-- WORK REQUEST --
Reproduce the material that follows, please, but only from its first line to the line containing "the committed range", inclusive.

--- PROVIDED DATA Enclosed Below ---

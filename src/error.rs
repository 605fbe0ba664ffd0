//! Store error types

use thiserror::Error;

/// Main store error type
#[derive(Debug, Error)]
pub enum StoreError {
    // ========== Input Errors ==========
    /// Malformed input (empty batch, empty key, duplicate key, zero limit)
    #[error("illegal arguments: {0}")]
    IllegalArguments(String),

    // ========== Lookup Errors ==========
    /// Key absent from a transaction or the index; also the end of a reader sequence
    #[error("key not found")]
    KeyNotFound,

    /// Transaction ID outside the committed range
    #[error("tx {tx_id} not found (committed head is {head})")]
    NotFound { tx_id: u64, head: u64 },

    // ========== Durability Errors ==========
    /// Underlying file operation failed
    #[error("I/O error: {0}")]
    Io(#[from] std::io::Error),

    /// Persisted data failed an integrity check
    #[error("data corruption: {0}")]
    Corruption(String),

    /// Persisted data uses a format this build does not understand
    #[error("unsupported: {0}")]
    Unsupported(String),

    // ========== Indexing Errors ==========
    /// The indexer stopped; the watermark will not advance again
    #[error("indexing halted: {0}")]
    IndexingHalted(String),

    /// Bounded wait expired before the watermark reached the target
    #[error("timed out waiting for tx {target} to be indexed (indexed up to {indexed})")]
    Timeout { target: u64, indexed: u64 },

    /// Bounded wait was cancelled by its caller
    #[error("wait cancelled")]
    Cancelled,

    // ========== Proof Errors ==========
    /// A proof did not verify against the supplied trusted state
    #[error("verification failed: {0}")]
    Verification(String),

    // ========== Configuration Errors ==========
    /// Invalid configuration value
    #[error("configuration error: {0}")]
    Config(String),
}

/// Result type for store operations
pub type StoreResult<T> = Result<T, StoreError>;

impl StoreError {
    /// Stable machine-readable code for the error
    #[must_use]
    pub fn error_code(&self) -> &'static str {
        match self {
            Self::IllegalArguments(_) => "ILLEGAL_ARGUMENTS",
            Self::KeyNotFound => "KEY_NOT_FOUND",
            Self::NotFound { .. } => "TX_NOT_FOUND",
            Self::Io(_) => "IO_ERROR",
            Self::Corruption(_) => "CORRUPTION",
            Self::Unsupported(_) => "UNSUPPORTED",
            Self::IndexingHalted(_) => "INDEXING_HALTED",
            Self::Timeout { .. } => "TIMEOUT",
            Self::Cancelled => "CANCELLED",
            Self::Verification(_) => "VERIFICATION_FAILED",
            Self::Config(_) => "CONFIG_ERROR",
        }
    }

    /// Whether retrying the same call later may succeed
    ///
    /// Only bounded waits are retryable. Durability failures are never
    /// retried implicitly.
    #[must_use]
    pub fn is_recoverable(&self) -> bool {
        matches!(self, Self::Timeout { .. } | Self::Cancelled)
    }

    /// Whether this is the "absent key / end of sequence" signal
    #[must_use]
    pub fn is_key_not_found(&self) -> bool {
        matches!(self, Self::KeyNotFound)
    }
}

#[cfg(test)]
mod tests {
    use super::*;

    #[test]
    fn test_error_display() {
        let err = StoreError::NotFound { tx_id: 9, head: 4 };
        assert_eq!(err.to_string(), "tx 9 not found (committed head is 4)");

        let err = StoreError::Timeout {
            target: 10,
            indexed: 7,
        };
        assert!(err.to_string().contains("tx 10"));
        assert!(err.to_string().contains("indexed up to 7"));
    }

    #[test]
    fn test_io_error_conversion() {
        let io_err = std::io::Error::new(std::io::ErrorKind::NotFound, "missing segment");
        let err: StoreError = io_err.into();

        assert!(matches!(err, StoreError::Io(_)));
        assert_eq!(err.error_code(), "IO_ERROR");
    }

    #[test]
    fn test_is_recoverable() {
        assert!(StoreError::Cancelled.is_recoverable());
        assert!(StoreError::Timeout {
            target: 1,
            indexed: 0
        }
        .is_recoverable());

        assert!(!StoreError::Corruption("bad crc".into()).is_recoverable());
        assert!(!StoreError::IndexingHalted("stopped".into()).is_recoverable());
        assert!(!StoreError::KeyNotFound.is_recoverable());
    }

    #[test]
    fn test_is_key_not_found() {
        assert!(StoreError::KeyNotFound.is_key_not_found());
        assert!(!StoreError::NotFound { tx_id: 1, head: 0 }.is_key_not_found());
    }
}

--- End of Enclosed PROVIDED DATA ---

-- ANSWER FOR THIS EXERCISE --
filename src/error.rs
repository 605fbe0ba664ffd0
//! Store error types

use thiserror::Error;

/// Main store error type
#[derive(Debug, Error)]
pub enum StoreError {
    // ========== Input Errors ==========
    /// Malformed input (empty batch, empty key, duplicate key, zero limit)
    #[error("illegal arguments: {0}")]
    IllegalArguments(String),

    // ========== Lookup Errors ==========
    /// Key absent from a transaction or the index; also the end of a reader sequence
    #[error("key not found")]
    KeyNotFound,

    /// Transaction ID outside the committed range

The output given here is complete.